My first PC was sometime in late 90s. A Celeron 233MHz with Windows 95. I wasn't a huge fan of Windows back then. I remember when one of the pc magazines I got had RedHat Linux install CDs. I liked it from the start. The fact my software only modem and Lexmark printer didn't work got me into kernel programming :-)

Fun to think of it now, but I prefer 2026 a 100x :-)

[−] insane_dreamer 35d ago

> But when Word 97 arrived with real-time spelling and grammar checking and Clippy, the 486 couldn’t keep up. You really needed a Pentium or equivalent to do all three at once without noticeable lag as you typed.

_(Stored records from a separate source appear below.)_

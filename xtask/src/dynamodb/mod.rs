//! DynamoDB infrastructure management commands.

mod client;
mod config;
mod deploy;
mod error;
mod planning;
mod seed;

use error::{DynamodbError, Result};

use crate::prelude::*;
use dialoguer::Confirm;
use learnbyshorts::storage::DynamoDbRepository;
use learnbyshorts::StoreConfig;

/// DynamoDB infrastructure management commands.
#[derive(Debug, clap::Parser)]
pub struct DynamodbCommand {
    #[command(subcommand)]
    pub action: DynamodbAction,
}

/// Available DynamoDB actions.
#[derive(Debug, clap::Subcommand)]
pub enum DynamodbAction {
    /// Deploy or destroy the user-data table.
    Deploy(DeployCommand),

    /// Seed a demo user with course progress and analytics.
    Seed(SeedCommand),
}

/// Deploy or update DynamoDB infrastructure.
#[derive(Debug, clap::Parser)]
#[command(long_about = "Deploy or destroy the LearnByShorts user-data table.

By default, this command creates or updates the single table with its
primary key (PK, SK), the GSI1 identity index, on-demand billing and
expiry on the TTL attribute.

The command shows a plan of changes before applying and asks for confirmation.

Environment variables:
  DYNAMODB_TABLE_NAME - Table name (defaults to learnbyshorts-data)
  AWS_ENDPOINT_URL    - Use local DynamoDB (e.g., http://localhost:8000)
  AWS_REGION          - AWS region (defaults to us-east-1)
  AWS_PROFILE         - AWS profile to use for credentials")]
pub struct DeployCommand {
    /// Skip confirmation prompts.
    #[arg(long)]
    pub force: bool,

    /// Destroy the table instead of creating/updating.
    #[arg(long)]
    pub destroy: bool,

    /// Table name to use.
    #[arg(long, env = "DYNAMODB_TABLE_NAME", default_value = config::DEFAULT_TABLE_NAME)]
    pub table_name: String,

    /// Value of the Environment tag on a new table.
    #[arg(long, default_value = "dev")]
    pub environment: String,
}

/// Seed a demo user.
#[derive(Debug, clap::Parser)]
#[command(long_about = "Create a demo user and write course progress for it.

The user is created the same way a first login creates it (profile plus
email index record). Rerunning the command with the same Google id reuses
the user and overwrites its progress and analytics rows.")]
pub struct SeedCommand {
    /// Google subject id of the demo user.
    #[arg(long, default_value = "demo-google-id")]
    pub google_id: String,

    /// Email of the demo user.
    #[arg(long, default_value = "demo@learnbyshorts.dev")]
    pub email: String,

    /// Display name of the demo user.
    #[arg(long, default_value = "Demo Learner")]
    pub name: String,

    /// Number of courses to write progress for.
    #[arg(long, default_value = "4")]
    pub courses: usize,

    /// Table name to use.
    #[arg(long, env = "DYNAMODB_TABLE_NAME", default_value = config::DEFAULT_TABLE_NAME)]
    pub table_name: String,

    /// Skip confirmation prompts.
    #[arg(long)]
    pub force: bool,
}

/// Main entry point for dynamodb command.
pub async fn run(command: DynamodbCommand, global: crate::Global) -> Result<()> {
    match command.action {
        DynamodbAction::Deploy(deploy_cmd) => run_deploy(deploy_cmd, &global).await,
        DynamodbAction::Seed(seed_cmd) => run_seed(seed_cmd, &global).await,
    }
}

/// Asks before a change unless `--force` was given.
fn confirm(prompt: &str, default: bool, force: bool) -> Result<()> {
    if force {
        return Ok(());
    }
    if Confirm::new()
        .with_prompt(prompt)
        .default(default)
        .interact()?
    {
        Ok(())
    } else {
        Err(DynamodbError::UserCancelled)
    }
}

fn store_config(table_name: &str) -> StoreConfig {
    StoreConfig {
        table_name: table_name.to_string(),
        ..learnbyshorts::Config::from_env().store
    }
}

async fn run_deploy(cmd: DeployCommand, global: &crate::Global) -> Result<()> {
    let store = store_config(&cmd.table_name);

    if !global.is_silent() {
        aprintln!("{} {}", p_b("Target:"), store.target_display());
        aprintln!();
    }

    let dynamo_client = client::create_client(&store).await;
    let current_state = client::get_table_state(&dynamo_client, &cmd.table_name).await?;

    if cmd.destroy {
        let plan = planning::calculate_destroy_plan(current_state.as_ref(), &cmd.table_name);

        if !global.is_silent() {
            aprintln!("{}", p_y("Destroy Plan:"));
            for line in planning::format_destroy_plan(&plan) {
                aprintln!("  {}", p_r(&line));
            }
            aprintln!();
        }

        if matches!(plan, planning::DestroyPlan::AlreadyGone { .. }) {
            if !global.is_silent() {
                aprintln!("{}", p_g("Nothing to destroy."));
            }
            return Ok(());
        }

        confirm(
            "Are you sure you want to delete this table? ALL DATA WILL BE LOST",
            false,
            cmd.force,
        )?;

        if !global.is_silent() {
            aprintln!("{}", p_b("Deleting table..."));
        }

        deploy::execute_destroy_plan(&dynamo_client, &plan).await?;

        if !global.is_silent() {
            aprintln!("{}", p_g("Table destroyed successfully."));
        }
        return Ok(());
    }

    let table_config = config::learnbyshorts_table_config()
        .with_table_name(&cmd.table_name)
        .with_environment(&cmd.environment);

    let plan = planning::calculate_deploy_plan(current_state.as_ref(), &table_config);

    if !global.is_silent() {
        aprintln!("{}", p_c("Deploy Plan:"));
        for line in planning::format_deploy_plan(&plan) {
            let painted = match line.chars().next() {
                Some('+') => p_g(&line),
                Some('-') => p_r(&line),
                Some('~') => p_y(&line),
                _ => line,
            };
            aprintln!("  {}", painted);
        }
        aprintln!();
    }

    if matches!(plan, planning::DeployPlan::NoChanges { .. }) {
        if !global.is_silent() {
            aprintln!("{}", p_g("Infrastructure is up to date."));
        }
        return Ok(());
    }

    confirm("Apply these changes?", true, cmd.force)?;

    if !global.is_silent() {
        aprintln!("{}", p_b("Applying changes..."));
    }

    deploy::execute_deploy_plan(&dynamo_client, &plan).await?;

    if !global.is_silent() {
        aprintln!("{}", p_g("Infrastructure deployed successfully."));
    }

    Ok(())
}

async fn run_seed(cmd: SeedCommand, global: &crate::Global) -> Result<()> {
    let store = store_config(&cmd.table_name);
    let course_count = cmd.courses.min(seed::max_courses());

    if !global.is_silent() {
        aprintln!("{} {}", p_b("Target:"), store.target_display());
        aprintln!("{} {} <{}>", p_b("User:"), cmd.name, cmd.email);
        aprintln!("{} {}", p_b("Google id:"), cmd.google_id);
        aprintln!("{} {}", p_b("Courses:"), course_count);
        aprintln!();
    }

    let dynamo_client = client::create_client(&store).await;

    let table_state = client::get_table_state(&dynamo_client, &cmd.table_name).await?;
    if table_state.is_none() {
        return Err(DynamodbError::TableNotFound {
            table_name: cmd.table_name,
        });
    }

    let user = seed::DemoUser {
        google_id: cmd.google_id,
        email: cmd.email,
        name: cmd.name,
    };
    let data = seed::generate_seed_data(&user, course_count, chrono::Utc::now());

    if !global.is_silent() {
        aprintln!("{}", p_c("Progress to write:"));
        for progress in &data.progress {
            aprintln!(
                "  {} - {}/{} topics ({:.0}%)",
                progress.course_id,
                progress.completed_topics.len(),
                progress.total_topics,
                progress.completion_percentage()
            );
        }
        aprintln!();
    }

    confirm("Write the demo user?", true, cmd.force)?;

    let repository = DynamoDbRepository::new(dynamo_client, &cmd.table_name)
        .with_index_name(&store.index_name);
    let summary = seed::seed_user(&repository, data).await?;

    if !global.is_silent() {
        let user_note = if summary.created_user {
            "created"
        } else {
            "already existed"
        };
        aprintln!(
            "{} user {} {}, {} progress and {} analytics records written.",
            p_g("Success:"),
            summary.user_id,
            user_note,
            summary.progress,
            summary.analytics
        );
    }

    Ok(())
}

In other words, faster hardware was needed because the quality and performance of the software dropped. I was doing spell-checking with WordStar on an CP/M Apple II with zero lag -- and WordStar fit on one side of a 5' floppy.

[−] gardaani 35d ago
Linux kernel version 7.1 will drop support for 486: "Linux devs think even one second spent on 486 support is a second too many." https://arstechnica.com/gadgets/2026/04/linux-kernel-maintai...
[−] randomdrake 35d ago
I got a paper route just to get a hold of the dx2.

It was a life-changing machine.

Ordered, I believe, from the depths of a Computer Shopper magazine.

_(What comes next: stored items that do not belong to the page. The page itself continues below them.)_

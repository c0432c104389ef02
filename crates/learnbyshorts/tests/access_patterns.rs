//! Access-pattern tests against the in-memory backend.
//!
//! These go through the public `AccessLayer` with the mock identity verifier
//! and the JWT issuer, and inspect the table through a clone of the store.

use std::sync::atomic::{AtomicUsize, Ordering};
use std::sync::Arc;

use async_trait::async_trait;
use chrono::{DateTime, Duration, TimeZone, Utc};

use learnbyshorts::storage::InMemoryRepository;
use learnbyshorts::{AccessError, AccessLayer, ClientContext};
use learnbyshorts_auth::{JwtIssuer, MockVerifier};
use learnbyshorts_core::auth::AuthError;
use learnbyshorts_core::clock::{Clock, ManualClock};
use learnbyshorts_core::keyspace::{decode, IdentityKey};
use learnbyshorts_core::learning::{
    Analytics, Profile, Progress, ProgressUpdate, Session, SessionId,
};
use learnbyshorts_core::storage::{
    AnalyticsRepository, ProfileRepository, ProgressRepository, RepositoryError, Result,
    SessionRepository,
};

fn start() -> DateTime<Utc> {
    Utc.with_ymd_and_hms(2024, 6, 1, 12, 0, 0).unwrap()
}

struct Harness {
    layer: AccessLayer,
    store: InMemoryRepository,
    clock: Arc<ManualClock>,
}

fn harness() -> Harness {
    let store = InMemoryRepository::new();
    let clock = Arc::new(ManualClock::new(start()));
    let layer = AccessLayer::new(
        store.clone(),
        Arc::new(MockVerifier),
        Arc::new(JwtIssuer::new(b"integration-secret", Duration::days(7))),
    )
    .with_clock(clock.clone());

    Harness {
        layer,
        store,
        clock,
    }
}

fn update(course_id: &str, completed: &[&str], total: Option<u32>) -> ProgressUpdate {
    ProgressUpdate {
        course_id: course_id.to_string(),
        topic_index: completed.len() as u32,
        completed_topics: completed.iter().map(|t| t.to_string()).collect(),
        total_topics: total,
    }
}

async fn login(h: &Harness, google_id: &str, email: &str, name: Option<&str>) -> String {
    let assertion = MockVerifier::assertion(google_id, email, name, None);
    h.layer
        .login(&assertion, ClientContext::default())
        .await
        .unwrap()
        .user
        .id
}

#[tokio::test]
async fn test_first_login_scenario() {
    let h = harness();
    let user_id = login(&h, "g1", "a@x.com", Some("Alice")).await;

    // (USER#<id>, PROFILE) exists
    let profile = h.store.get_profile(&user_id).await.unwrap().unwrap();
    assert_eq!(profile.name, "Alice");
    assert_eq!(profile.google_id, "g1");

    // (EMAIL#a@x.com, USER#<id>) exists
    assert_eq!(
        h.store
            .find_user_id(&IdentityKey::Email("a@x.com".to_string()))
            .await
            .unwrap(),
        Some(user_id.clone())
    );

    // Profile, identity-index record and the login session
    assert_eq!(h.store.record_count().await, 3);

    assert_eq!(
        h.layer
            .lookup_identity(&IdentityKey::Google("g1".to_string()))
            .await
            .unwrap(),
        user_id
    );

    h.layer
        .save_progress(&user_id, update("c1", &["t1", "t2"], Some(4)))
        .await
        .unwrap();

    let progress = h.layer.list_progress(&user_id).await.unwrap();
    assert_eq!(progress.len(), 1);
    assert_eq!(progress[0].course_id, "c1");
    assert_eq!(progress[0].completion_percentage(), 50.0);
}

#[tokio::test]
async fn test_save_then_list_returns_written_values() {
    let h = harness();
    h.layer
        .save_progress("u1", update("c1", &["t1"], Some(3)))
        .await
        .unwrap();

    h.clock.advance(Duration::minutes(10));
    let written = h
        .layer
        .save_progress("u1", update("c1", &["t1", "t2", "t3"], Some(3)))
        .await
        .unwrap();

    let listed = h.layer.list_progress("u1").await.unwrap();
    assert_eq!(listed.len(), 1);
    assert_eq!(listed[0].completed_topics, written.completed_topics);
    assert_eq!(listed[0].topic_index, 3);
    assert_eq!(listed[0].completion_percentage(), 100.0);
    assert_eq!(listed[0].last_accessed, start() + Duration::minutes(10));
    // The overwrite keeps the first-save instant.
    assert_eq!(listed[0].created_at, start());
}

#[tokio::test]
async fn test_progress_is_listed_in_insertion_order() {
    let h = harness();
    for course in ["zeta", "alpha", "mid"] {
        h.layer
            .save_progress("u1", update(course, &["t1"], Some(2)))
            .await
            .unwrap();
    }
    h.layer
        .save_progress("u1", update("alpha", &["t1", "t2"], Some(2)))
        .await
        .unwrap();

    let courses: Vec<String> = h
        .layer
        .list_progress("u1")
        .await
        .unwrap()
        .into_iter()
        .map(|p| p.course_id)
        .collect();
    assert_eq!(courses, vec!["zeta", "alpha", "mid"]);
}

#[tokio::test]
async fn test_list_progress_of_unknown_user_is_empty() {
    let h = harness();
    assert!(h.layer.list_progress("nobody").await.unwrap().is_empty());
}

#[tokio::test]
async fn test_completion_percentage_bounds() {
    let h = harness();

    let none = h
        .layer
        .save_progress("u1", update("empty", &[], Some(0)))
        .await
        .unwrap();
    assert_eq!(none.completion_percentage(), 0.0);

    let over = h
        .layer
        .save_progress("u1", update("over", &["t1", "t2", "t3"], Some(2)))
        .await
        .unwrap();
    assert_eq!(over.completion_percentage(), 100.0);

    for progress in h.layer.list_progress("u1").await.unwrap() {
        let pct = progress.completion_percentage();
        assert!((0.0..=100.0).contains(&pct));
    }
}

#[tokio::test]
async fn test_identity_lookup_is_stable() {
    let h = harness();
    let user_id = login(&h, "g1", "a@x.com", None).await;
    let google = IdentityKey::Google("g1".to_string());

    for _ in 0..3 {
        assert_eq!(h.layer.lookup_identity(&google).await.unwrap(), user_id);
    }

    // A later login resolves to the same user.
    h.clock.advance(Duration::days(1));
    assert_eq!(login(&h, "g1", "a@x.com", None).await, user_id);
}

#[tokio::test]
async fn test_unknown_identity_is_not_found() {
    let h = harness();
    let result = h
        .layer
        .lookup_identity(&IdentityKey::Email("nobody@x.com".to_string()))
        .await;
    assert_eq!(result.unwrap_err().status_code(), 404);
}

#[tokio::test]
async fn test_expired_session_inserted_directly_is_never_valid() {
    let h = harness();
    let expired = Session::new(
        "u1",
        SessionId::new("old"),
        "tok",
        start() - Duration::days(8),
        Duration::days(7),
    );
    h.store.create_session(&expired).await.unwrap();

    // Physically present, logically absent.
    assert!(h
        .store
        .get_session("u1", &SessionId::new("old"))
        .await
        .unwrap()
        .is_some());
    assert!(matches!(
        h.layer.get_session("u1", &SessionId::new("old")).await,
        Err(AccessError::Repository(RepositoryError::NotFound { .. }))
    ));

    assert_eq!(h.store.purge_expired(h.clock.now()).await, 1);
}

#[tokio::test]
async fn test_concurrent_first_logins_create_one_user() {
    let h = harness();
    let assertion = MockVerifier::assertion("g1", "a@x.com", None, None);

    let (first, second) = tokio::join!(
        h.layer.login(&assertion, ClientContext::default()),
        h.layer.login(&assertion, ClientContext::default()),
    );
    let (first, second) = (first.unwrap(), second.unwrap());

    assert_eq!(first.user.id, second.user.id);
    assert_eq!(
        [first.created, second.created].iter().filter(|c| **c).count(),
        1
    );
    // One profile, one identity-index record, two sessions
    assert_eq!(h.store.record_count().await, 4);
}

#[tokio::test]
async fn test_verify_credential_returns_profile() {
    let h = harness();
    let assertion = MockVerifier::assertion("g1", "a@x.com", Some("Alice"), None);
    let outcome = h
        .layer
        .login(&assertion, ClientContext::default())
        .await
        .unwrap();

    let profile = h.layer.verify_credential(&outcome.token).await.unwrap();
    assert_eq!(profile.user_id, outcome.user.id);
    assert_eq!(profile.email, "a@x.com");
}

#[tokio::test]
async fn test_authorize_keeps_failures_distinct() {
    let h = harness();
    let assertion = MockVerifier::assertion("g1", "a@x.com", None, None);
    let outcome = h
        .layer
        .login(&assertion, ClientContext::default())
        .await
        .unwrap();
    let header = format!("Bearer {}", outcome.token);

    let claims = h.layer.authorize(Some(&header)).unwrap();
    assert_eq!(claims.user_id, outcome.user.id);

    assert_eq!(
        h.layer.authorize(None),
        Err(AccessError::Unauthorized(AuthError::MissingCredential))
    );
    assert!(matches!(
        h.layer.authorize(Some("Token abc")),
        Err(AccessError::Unauthorized(AuthError::MalformedCredential(_)))
    ));
    assert!(matches!(
        h.layer.authorize(Some("Bearer not-a-jwt")),
        Err(AccessError::Unauthorized(AuthError::MalformedCredential(_)))
    ));

    h.clock.advance(Duration::days(7));
    assert_eq!(
        h.layer.authorize(Some(&header)),
        Err(AccessError::Unauthorized(AuthError::ExpiredCredential))
    );
    assert_eq!(h.layer.authorize(Some(&header)).unwrap_err().status_code(), 401);
}

#[tokio::test]
async fn test_course_analytics_cover_every_user() {
    let h = harness();
    for (user, seconds) in [("u1", 30), ("u2", 90)] {
        h.layer
            .record_analytics(Analytics::new("c1", user, start()).with_time_spent(seconds))
            .await
            .unwrap();
    }
    h.layer
        .record_analytics(Analytics::new("c2", "u1", start()))
        .await
        .unwrap();

    let rows = h.layer.list_course_analytics("c1").await.unwrap();
    let users: Vec<&str> = rows.iter().map(|a| a.user_id.as_str()).collect();
    assert_eq!(users, vec!["u1", "u2"]);
    assert_eq!(rows[1].time_spent_seconds, 90);
}

#[tokio::test]
async fn test_blank_identifiers_are_invalid() {
    let h = harness();
    assert_eq!(h.layer.get_profile("").await.unwrap_err().status_code(), 400);
    assert_eq!(
        h.layer
            .get_session("u1", &SessionId::new(" "))
            .await
            .unwrap_err()
            .status_code(),
        400
    );
}

#[test]
fn test_unrecognized_key_pair_is_rejected() {
    let error: RepositoryError = decode("ORDER#1", "ITEM#1").unwrap_err().into();
    assert!(matches!(error, RepositoryError::UnrecognizedKeyPattern { .. }));
}

#[tokio::test]
async fn test_progress_repository_is_usable_directly() {
    let h = harness();
    h.layer
        .save_progress("u1", update("c1", &["t1"], None))
        .await
        .unwrap();
    assert_eq!(h.store.list_progress("u1").await.unwrap().len(), 1);
}

#[tokio::test]
async fn test_record_analytics_clamps_completion_rate() {
    let h = harness();
    let mut analytics = Analytics::new("c1", "u1", start());
    analytics.completion_rate = 250.0;

    let recorded = h.layer.record_analytics(analytics).await.unwrap();
    assert_eq!(recorded.completion_rate, 100.0);

    let listed = h.layer.list_course_analytics("c1").await.unwrap();
    assert_eq!(listed[0].completion_rate, 100.0);

    let mut negative = Analytics::new("c1", "u2", start());
    negative.completion_rate = -5.0;
    assert_eq!(
        h.layer.record_analytics(negative).await.unwrap().completion_rate,
        0.0
    );
}

/// Store whose identity index misses the first `misses` Google lookups,
/// the way an eventually consistent index lags a concurrent creation.
struct LaggingIndex {
    inner: InMemoryRepository,
    misses: AtomicUsize,
}

#[async_trait]
impl ProfileRepository for LaggingIndex {
    async fn get_profile(&self, user_id: &str) -> Result<Option<Profile>> {
        self.inner.get_profile(user_id).await
    }

    async fn find_user_id(&self, identity: &IdentityKey) -> Result<Option<String>> {
        let lagging = matches!(identity, IdentityKey::Google(_))
            && self
                .misses
                .fetch_update(Ordering::SeqCst, Ordering::SeqCst, |n| n.checked_sub(1))
                .is_ok();
        if lagging {
            return Ok(None);
        }
        self.inner.find_user_id(identity).await
    }

    async fn create_user(&self, profile: &Profile) -> Result<()> {
        self.inner.create_user(profile).await
    }

    async fn touch_last_login(&self, user_id: &str, at: DateTime<Utc>) -> Result<()> {
        self.inner.touch_last_login(user_id, at).await
    }
}

#[async_trait]
impl ProgressRepository for LaggingIndex {
    async fn list_progress(&self, user_id: &str) -> Result<Vec<Progress>> {
        self.inner.list_progress(user_id).await
    }

    async fn save_progress(&self, progress: &Progress) -> Result<()> {
        self.inner.save_progress(progress).await
    }
}

#[async_trait]
impl SessionRepository for LaggingIndex {
    async fn create_session(&self, session: &Session) -> Result<()> {
        self.inner.create_session(session).await
    }

    async fn get_session(&self, user_id: &str, session_id: &SessionId) -> Result<Option<Session>> {
        self.inner.get_session(user_id, session_id).await
    }
}

#[async_trait]
impl AnalyticsRepository for LaggingIndex {
    async fn list_course_analytics(&self, course_id: &str) -> Result<Vec<Analytics>> {
        self.inner.list_course_analytics(course_id).await
    }

    async fn save_analytics(&self, analytics: &Analytics) -> Result<()> {
        self.inner.save_analytics(analytics).await
    }
}

fn lagging_layer(store: &InMemoryRepository, misses: usize) -> AccessLayer {
    AccessLayer::new(
        LaggingIndex {
            inner: store.clone(),
            misses: AtomicUsize::new(misses),
        },
        Arc::new(MockVerifier),
        Arc::new(JwtIssuer::new(b"integration-secret", Duration::days(7))),
    )
    .with_clock(Arc::new(ManualClock::new(start() + Duration::hours(1))))
}

#[tokio::test]
async fn test_login_losing_creation_race_resolves_to_winner() {
    let store = InMemoryRepository::new();
    let winner = Profile::new("winner", "g1", "a@x.com", "Alice", "", start());
    store.create_user(&winner).await.unwrap();

    // The first Google lookup misses the winner, so login tries to create.
    let layer = lagging_layer(&store, 1);
    let assertion = MockVerifier::assertion("g1", "a@x.com", None, None);
    let outcome = layer
        .login(&assertion, ClientContext::default())
        .await
        .unwrap();

    assert!(!outcome.created);
    assert_eq!(outcome.user.id, "winner");
    assert_eq!(outcome.user.name, "Alice");

    let profile = store.get_profile("winner").await.unwrap().unwrap();
    assert_eq!(profile.last_login, start() + Duration::hours(1));
    // Winner's pair plus the new session, no second user
    assert_eq!(store.record_count().await, 3);
}

#[tokio::test]
async fn test_login_losing_race_falls_back_to_email_lookup() {
    let store = InMemoryRepository::new();
    let winner = Profile::new("winner", "g1", "a@x.com", "Alice", "", start());
    store.create_user(&winner).await.unwrap();

    // Both Google lookups miss; the email index still finds the winner.
    let layer = lagging_layer(&store, 2);
    let assertion = MockVerifier::assertion("g1", "a@x.com", None, None);
    let outcome = layer
        .login(&assertion, ClientContext::default())
        .await
        .unwrap();

    assert_eq!(outcome.user.id, "winner");
    assert!(!outcome.created);
}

[−] KellyCriterion 35d ago
Raise your hand if you have been there and:

- tinkered for HOURS to get enough EMM/XMM memory by tweaking Config.Sys & Co to get whatever game running (and having dedicated boot options configured, because you could unload some drivers from mem and could then run other games)

:-D

[−] jll29 35d ago
• Ran my first Linux at home on a i486-DX2 (33 MHz, 4 MB RAM), which supported a decent X11/R6 performance in color in 1992, with a 14" CRT.

• Ran my first real UNIX at home on a PA-RISC (HP 9000-715/75 with HP-UX 9.03 and 96 MB RAM) in 1997, 20" color CRT.

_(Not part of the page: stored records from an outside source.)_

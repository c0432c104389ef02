//! Bearer credentials and identity verification for LearnByShorts.
//!
//! This crate provides:
//! - HS256 JWT credentials implementing `CredentialIssuer`
//! - Auth configuration loaded from the environment
//! - A mock identity verifier for tests and local runs (feature `mock`)

mod config;
mod error;
mod jwt;
mod providers;

pub use config::AuthConfig;
pub use error::AuthError;
pub use jwt::JwtIssuer;
#[cfg(feature = "mock")]
pub use providers::MockVerifier;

• Today, Linux is still here, but on a 2-CPU, 140-core AMD server with 2 TB RAM, hundreds of TB NAS and a 40" TFT... (and it still takes too long to open the bloated Web browser! - keenly awaiting Ladybird to the rescue in August.)

[−] sershe 35d ago
Heh, I remember using my first machine, a 486 for a long time after it was obsolete and reading system requirements like, what do you mean pentium recommended and why the hell do you need 16Mb of RAM. It's interesting to reflect that the old games like Settlers, HoMM 2 or Warcraft 2, that are no worse than modern ones gameplay wise, used to run on something that is so vastly underpowered by modern standards the numbers don't even feel like a real spec.
[−] axeldunkel 35d ago
I still have a 486 linux system from those days - has not been turned on in this century but I'll try some day together with a glas of whisky :-)
[−] nickdothutton 35d ago
Hard to imagine now, but this was a huge turning point. A genuinely powerful CPU in a "Pee-Cee" available for less than RISC workstation money. I had to wait a while, mine was an AMD DX2-66 since I didn't have a budget for Intel... add Slackware... and countess hours messing with XF86config and I had a poor-mans Sun workstation.
[−] andrewstuart 35d ago
Hard to convey these days how the 486 felt like an absolute quantum leap in computing power.

I built a 486 Compaq Novell server for the company I worked for and named it Godzilla - gives a sense of how the 486 was seen.

[−] Aperocky 35d ago
Microsoft was and still is the reason why average people needed more powerful chips lol, maybe with the exception of browser bloat.